Half-Life, Dreamcast, (2000-2001) (Canned)
-Zombie - 1649 polygons

Half-Life, PS2
-Zombie - 2822 (Highest LOD)

Halo, Xbox
-Masterchief - 2,000 polygons

Morrowind, PC
-Frost Atronach - ~1,600 polygons - plus bones, etc
-Tavern - 1188 polygons - plus 120 polygon collision mesh
-Dwarven Claymore - 400 polygons

Fast forward to 2006
Oblivion, PC
Farmhouse ~2100 ploygons, includes collision mesh, about half the size as the tavern

and 2007
Mass Effect, X360
-Sheppard + armor + weapons - ~20,000-25,000 polygons

Lost planet, X360/PC
-Wayne - 12392 polygons (but finally 17765 polygons for compatibility with motion blur effect)
-VS robot - 30-40,000 polygons
-Background - ~500,000 polygons

As you can see, polys for games have increased since Morrowind came out, but you probably wonder what exactly this means for you. Well, this help establishes what a good estimate of how many polys something should have for this point in time. In addition to the above figures, something like a tree replacer used in MW today(as of April 2011) can come out at about 2k polys and these replacers are widely used and no one has any problems with them.
Models being replaced by a models that have 4x the number of polys as the original are likely to be ok today. You can see in the time that passed the number of polys used for a main character increased by about 10x, where the Master Chief had 2000 polys and Shepard had up to over 10x that number.(yes different model/game, but both the main character of a game) This could certainly be looked at as a higher count and shouldnt be used as the rule as many main characters for games have an increased amount of polys for better detail since you will be seeing them most often and most importantly, typically only one of them will be seen at a time. In any case, you could consider something like a weapon being definitively on the high side for number of polys if its a sword that has say, 20000 polys. That is definitly a bit high for something like a sword where if it had something like 1000-2000 polys would be much more reasonable. In the case of characters like NPCs, poly counts of 3000-10000 could be typical today and would be perfectly acceptable(this assumes a decent computer).
The final point is that a good poly count will depend on what the model is and how often it appears in a single given area. If its something that can appear a number of times, then it should have a lower poly count then something that would only appear once.
As technology and computers become more powerful, the number of polys used will increase however. So you do eventually have to get a more powerful computer.

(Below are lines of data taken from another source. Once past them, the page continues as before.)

/// Field type together with its type-specific options
#[derive(Debug, Clone, PartialEq)]
pub enum FieldKind {
    Text(TextOptions),
    Number(NumberOptions),
    Bool,
    Email(EmailOptions),
    Select(SelectOptions),
    Relation(RelationOptions),
    File(FileOptions),
}

impl FieldKind {
    pub fn type_name(&self) -> &'static str {
        match self {
            Self::Text(_) => "text",
            Self::Number(_) => "number",
            Self::Bool => "bool",
            Self::Email(_) => "email",
            Self::Select(_) => "select",
            Self::Relation(_) => "relation",
            Self::File(_) => "file",
        }
    }

    /// Whether stored values are arrays rather than scalars
    pub fn is_multi(&self) -> bool {
        match self {
            Self::Select(o) => o.max_select > 1,
            Self::Relation(o) => o.max_select.map_or(true, |m| m > 1),
            Self::File(o) => o.max_select > 1,
            _ => false,
        }
    }

    fn options_value(&self) -> Value {
        let value = match self {
            Self::Text(o) => serde_json::to_value(o),
            Self::Number(o) => serde_json::to_value(o),
            Self::Bool => Ok(Value::Object(Default::default())),
            Self::Email(o) => serde_json::to_value(o),
            Self::Select(o) => serde_json::to_value(o),
            Self::Relation(o) => serde_json::to_value(o),
            Self::File(o) => serde_json::to_value(o),
        };
        value.unwrap_or_else(|_| Value::Object(Default::default()))
    }
}

/// One entry of a collection's field list
#[derive(Debug, Clone, PartialEq, Serialize, Deserialize)]
#[serde(try_from = "RawField", into = "RawField")]
pub struct SchemaField {
    pub system: bool,
    pub id: String,
    pub name: String,
    pub required: bool,
    pub presentable: bool,
    pub unique: bool,
    pub kind: FieldKind,
}

/// Wire form of a field: `type` plus untyped `options`
#[derive(Serialize, Deserialize)]
struct RawField {
    #[serde(default)]
    system: bool,
    #[serde(default)]
    id: String,
    name: String,
    #[serde(rename = "type")]
    field_type: String,
    #[serde(default)]
    required: bool,
    #[serde(default)]
    presentable: bool,
    #[serde(default)]
    unique: bool,
    #[serde(default)]
    options: Value,
}

impl TryFrom<RawField> for SchemaField {
    type Error = String;

    fn try_from(raw: RawField) -> Result<Self, Self::Error> {
        let options = if raw.options.is_null() {
            Value::Object(Default::default())
        } else {
            raw.options
        };
        let bad = |e: serde_json::Error| format!("field '{}': invalid options: {}", raw.name, e);
        let kind = match raw.field_type.as_str() {
            "text" => FieldKind::Text(serde_json::from_value(options).map_err(bad)?),
            "number" => FieldKind::Number(serde_json::from_value(options).map_err(bad)?),
            "bool" => FieldKind::Bool,
            "email" => FieldKind::Email(serde_json::from_value(options).map_err(bad)?),
            "select" => FieldKind::Select(serde_json::from_value(options).map_err(bad)?),
            "relation" => FieldKind::Relation(serde_json::from_value(options).map_err(bad)?),
            "file" => FieldKind::File(serde_json::from_value(options).map_err(bad)?),
            other => {
                return Err(format!(
                    "field '{}': unsupported type '{}'",
                    raw.name, other
                ))
            }
        };
        Ok(SchemaField {
            system: raw.system,
            id: raw.id,
            name: raw.name,
            required: raw.required,
            presentable: raw.presentable,
            unique: raw.unique,
            kind,
        })
    }
}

Can I run Morrowind with integrated graphics(without a videocard)?...
With a more recent computer, you can run MW without a graphics card.
However, one of the most important peices of hardware today you can have for playing any games is a dedicated graphics card. There is no way to get around this, no driver tricks or anything like that will work. The reason for a video/graphics card, or as they are known to many, a GPU(graphics processing unit), is for raw calculations of data such as where a pixel would appear on your screen. Graphics cards are good at doing this and this is their primary job, they are made for this. As an example to show just how useful they are, I believe it was six PS3's that were used by one professor for their GPUs to make a cheap super computer. Without a GPU, your computer processor and integrated graphics has to do all the work itself and it doesnt have as many resources allocated(nor even as good a physical structure such as internal memory, etc) to the task of doing that compared to a card. So in addition to running the basic tasks on your OS(operating system), it now has to do this as well. This all means your framerate will not be as high as it would with a graphics card.
Another thing to note is that Morrowind will only use one processor and is not equiped to take advantage of more then one, this is one thing that tends to bottleneck the processes of the game on today's multicore systems.
...and still use something like MGE(Morrowind Graphics Extender)?
The short answer is a definitive NO.

Wait, whats this? Scripting effects framerate?
Its true.
This is another area that effects framerate that many people either are not aware of, arn't curious, or seem to know already(always see graphics questions and never anything about scripts and framerate).
Scripting can have a large impact on your framerate. The more you run, the more power it takes for you computer to run through them all. As an example, I am pretty typical, I run quite a few mods and a couple of them run scripts all the time, such as a certain music mod. Altogether, the scripts helped to cut my framerate in half in some places, without them however, I would pretty regularly max out at ~61fps in many indoor cells(compared to ~30 with many scripts). Before it was updated, this certain music mod script sapped about 5-10fps from me and it plus the others are what cut my fps down. With scripts, the effect on framerate can be subtle, but it does add up. A script running music here, a script monitoring NPCs there and before ya know it, you have lost 10-20fps. The major point here is that only you can say how many scripts are too many.
The other major point here is that it is largely up to the modders to make sure that scripts run well and dont take too many resources. Going back to that music mod I mentioned, after the modder optomized the script it used, it cut its effect on my fps down to 2-4.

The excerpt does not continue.